Start of TASK INPUT
//! Memory moments — classification and the append-only moment record.
//!
//! A moment is a match worth remembering. Classification runs a strict
//! priority ladder over one match's metrics: the first rule that matches
//! wins, and most matches produce no moment at all. Dramatic multi-kills
//! outrank the mistake rule on purpose — a penta on a loss is reported as
//! clutch, not as a mistake.

use chrono::{DateTime, Utc};
use serde::{Deserialize, Serialize};

use crate::extract::ParticipantMetrics;
use crate::types::{MatchId, MemoryCategory, MomentId};

// Classification thresholds.
const EPIC_PLAY_SCORE: f64 = 80.0;
const LEARNING_SCORE: f64 = 60.0;
const MISTAKE_DEATHS: u32 = 5;

/// Classify one match into a memory category, if it crosses any threshold.
///
/// Pure: the same metrics and performance score always yield the same
/// category. Priority order:
///
/// 1. score ≥ 80 on a win → [`MemoryCategory::EpicPlay`]
/// 2. any quadra or penta kill → [`MemoryCategory::ClutchMoment`]
/// 3. 5+ deaths on a loss → [`MemoryCategory::Mistake`]
/// 4. score ≥ 60 on a loss → [`MemoryCategory::LearningMoment`]
/// 5. otherwise → `None`
#[must_use]
pub fn classify(m: &ParticipantMetrics, performance_score: f64) -> Option<MemoryCategory> {
    if performance_score >= EPIC_PLAY_SCORE && m.win {
        Some(MemoryCategory::EpicPlay)
    } else if m.penta_kills > 0 || m.quadra_kills > 0 {
        Some(MemoryCategory::ClutchMoment)
    } else if m.deaths >= MISTAKE_DEATHS && !m.win {
        Some(MemoryCategory::Mistake)
    } else if performance_score >= LEARNING_SCORE && !m.win {
        Some(MemoryCategory::LearningMoment)
    } else {
        None
    }
}

// ---------------------------------------------------------------------------
// Moment records
// ---------------------------------------------------------------------------

/// Structured context snapshot stored with a moment.
#[derive(Debug, Clone, Serialize, Deserialize)]
pub struct MomentContext {
    /// Champion the player was on.
    pub champion: String,
    /// Assigned role / lane.
    pub role: String,
    /// Lane opponent's champion, when resolvable.
    pub opponent: Option<String>,
    /// Kills in the triggering match.
    pub kills: u32,
    /// Deaths in the triggering match.
    pub deaths: u32,
    /// Assists in the triggering match.
    pub assists: u32,
}

impl MomentContext {
    /// Snapshot the moment-relevant slice of a match's metrics.
    #[must_use]
    pub fn from_metrics(m: &ParticipantMetrics) -> Self {
        Self {
            champion: m.champion.clone(),
            role: m.role.clone(),
            opponent: m.opponent_champion.clone(),
            kills: m.kills,
            deaths: m.deaths,
            assists: m.assists,
        }
    }
}

/// A stored, user-facing record of a notable match. Append-only: never
/// mutated after creation.
#[derive(Debug, Clone, Serialize, Deserialize)]
pub struct MemoryMoment {
    /// Unique identifier for this moment.
    pub id: MomentId,
    /// The match that triggered it — the natural idempotence key for the
    /// append.
    pub match_id: MatchId,
    /// Which category threshold the match crossed.
    pub category: MemoryCategory,
    /// When the moment was recorded.
    pub timestamp: DateTime<Utc>,
    /// Free-text description used in later coaching text.
    pub description: String,
    /// Structured context snapshot.
    pub context: MomentContext,
    /// Importance weight (0–100); equals the triggering match's performance
    /// score.
    pub emotional_weight: f64,
    /// Coach reaction line generated when the moment was recorded.
    pub coach_reaction: String,
}

impl MemoryMoment {
    /// Build a moment from a classified match.
    #[must_use]
    pub fn from_match(
        category: MemoryCategory,
        m: &ParticipantMetrics,
        performance_score: f64,
        coach_reaction: String,
        timestamp: DateTime<Utc>,
    ) -> Self {
        Self {
            id: MomentId::new(),
            match_id: m.match_id.clone(),
            category,
            timestamp,
            description: describe(category, m),
            context: MomentContext::from_metrics(m),
            emotional_weight: performance_score.clamp(0.0, 100.0),
            coach_reaction,
        }
    }
}

/// Deterministic description line for a classified match.
fn describe(category: MemoryCategory, m: &ParticipantMetrics) -> String {
    let kda = m.kda_display();
    match category {
        MemoryCategory::EpicPlay => {
            format!("Dominant {} win on {} ({})", m.role, m.champion, kda)
        }
        MemoryCategory::ClutchMoment => {
            let kill = if m.penta_kills > 0 { "penta kill" } else { "quadra kill" };
            format!("Landed a {kill} on {} ({})", m.champion, kda)
        }
        MemoryCategory::Mistake => {
            format!("Rough {} game on {} ({})", m.role, m.champion, kda)
        }
        MemoryCategory::LearningMoment => {
            format!("Strong showing in a loss on {} ({})", m.champion, kda)
        }
        MemoryCategory::FunnyMoment => {
            format!("Something funny happened on {} ({})", m.champion, kda)
        }
    }
}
End of TASK INPUT
Retype exactly the lines of the data above that fall between the line with "if performance_score >= EPIC_PLAY_SCORE" and the line with "Some(MemoryCategory::Mistake)", inclusive, and add nothing.

    if performance_score >= EPIC_PLAY_SCORE && m.win {
        Some(MemoryCategory::EpicPlay)
    } else if m.penta_kills > 0 || m.quadra_kills > 0 {
        Some(MemoryCategory::ClutchMoment)
    } else if m.deaths >= MISTAKE_DEATHS && !m.win {
        Some(MemoryCategory::Mistake)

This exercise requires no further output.